**What is needed:** The records below should be copied in full, exactly as shown.

Saved entries:

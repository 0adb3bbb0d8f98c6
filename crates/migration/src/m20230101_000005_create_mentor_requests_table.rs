use sea_orm_migration::prelude::*;

#[derive(DeriveMigrationName)]
pub struct Migration;

#[async_trait::async_trait]
impl MigrationTrait for Migration {
    async fn up(&self, manager: &SchemaManager) -> Result<(), DbErr> {
        manager
            .create_table(
                Table::create()
                    .table(MentorRequests::Table)
                    .col(
                        ColumnDef::new(MentorRequests::Id)
                            .big_integer()
                            .not_null()
                            .auto_increment()
                            .primary_key(),
                    )
                    .col(
                        ColumnDef::new(MentorRequests::TeamId)
                            .big_integer()
                            .not_null(),
                    )
                    .col(
                        ColumnDef::new(MentorRequests::ProfessorId)
                            .big_integer()
                            .not_null(),
                    )
                    .col(
                        ColumnDef::new(MentorRequests::Status)
                            .string_len(20)
                            .not_null(),
                    )
                    .col(ColumnDef::new(MentorRequests::Message).text())
                    .col(
                        ColumnDef::new(MentorRequests::CreatedAt)
                            .timestamp()
                            .not_null()
                            .extra("DEFAULT CURRENT_TIMESTAMP".to_string()),
                    )
                    .index(
                        Index::create()
                            .name("team_id_professor_id_mentor_requests_idx")
                            .col(MentorRequests::TeamId)
                            .col(MentorRequests::ProfessorId)
                            .unique(),
                    )
                    .foreign_key(
                        ForeignKey::create()
                            .from(MentorRequests::Table, MentorRequests::TeamId)
                            .to(crate::Teams::Table, crate::Teams::Id)
                            .on_delete(ForeignKeyAction::Cascade)
                            .on_update(ForeignKeyAction::Cascade),
                    )
                    .foreign_key(
                        ForeignKey::create()
                            .from(MentorRequests::Table, MentorRequests::ProfessorId)
                            .to(crate::Professors::Table, crate::Professors::Id)
                            .on_delete(ForeignKeyAction::Cascade)
                            .on_update(ForeignKeyAction::Cascade),
                    )
                    .to_owned(),
            )
            .await
    }

    async fn down(&self, manager: &SchemaManager) -> Result<(), DbErr> {
        manager
            .drop_table(Table::drop().table(MentorRequests::Table).to_owned())
            .await
    }
}

/// Learn more at https://docs.rs/sea-query#iden
#[derive(Iden)]
enum MentorRequests {
    Table,
    Id,
    TeamId,
    ProfessorId,
    Status,
    Message,
    CreatedAt,
}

**Solution to the exercise:**
repository 0adb3bbb0d8f98c6
filename crates/migration/src/m20230101_000005_create_mentor_requests_table.rs
use sea_orm_migration::prelude::*;

#[derive(DeriveMigrationName)]
pub struct Migration;

#[async_trait::async_trait]
impl MigrationTrait for Migration {
    async fn up(&self, manager: &SchemaManager) -> Result<(), DbErr> {
        manager
            .create_table(
                Table::create()
                    .table(MentorRequests::Table)
                    .col(
                        ColumnDef::new(MentorRequests::Id)
                            .big_integer()
                            .not_null()
                            .auto_increment()
                            .primary_key(),
                    )
                    .col(
                        ColumnDef::new(MentorRequests::TeamId)
                            .big_integer()
                            .not_null(),
                    )
                    .col(
                        ColumnDef::new(MentorRequests::ProfessorId)
                            .big_integer()
                            .not_null(),
                    )
                    .col(
                        ColumnDef::new(MentorRequests::Status)
                            .string_len(20)
                            .not_null(),
                    )
                    .col(ColumnDef::new(MentorRequests::Message).text())
                    .col(
                        ColumnDef::new(MentorRequests::CreatedAt)
                            .timestamp()
                            .not_null()
                            .extra("DEFAULT CURRENT_TIMESTAMP".to_string()),
                    )
                    .index(
                        Index::create()
                            .name("team_id_professor_id_mentor_requests_idx")
                            .col(MentorRequests::TeamId)
                            .col(MentorRequests::ProfessorId)
                            .unique(),
                    )
                    .foreign_key(
                        ForeignKey::create()
                            .from(MentorRequests::Table, MentorRequests::TeamId)
                            .to(crate::Teams::Table, crate::Teams::Id)
                            .on_delete(ForeignKeyAction::Cascade)
                            .on_update(ForeignKeyAction::Cascade),
                    )
                    .foreign_key(
                        ForeignKey::create()
                            .from(MentorRequests::Table, MentorRequests::ProfessorId)
                            .to(crate::Professors::Table, crate::Professors::Id)
                            .on_delete(ForeignKeyAction::Cascade)
                            .on_update(ForeignKeyAction::Cascade),
                    )
                    .to_owned(),
            )
            .await
    }

    async fn down(&self, manager: &SchemaManager) -> Result<(), DbErr> {
        manager
            .drop_table(Table::drop().table(MentorRequests::Table).to_owned())
            .await
    }
}

/// Learn more at https://docs.rs/sea-query#iden
#[derive(Iden)]
enum MentorRequests {
    Table,
    Id,
    TeamId,
    ProfessorId,
    Status,
    Message,
    CreatedAt,
}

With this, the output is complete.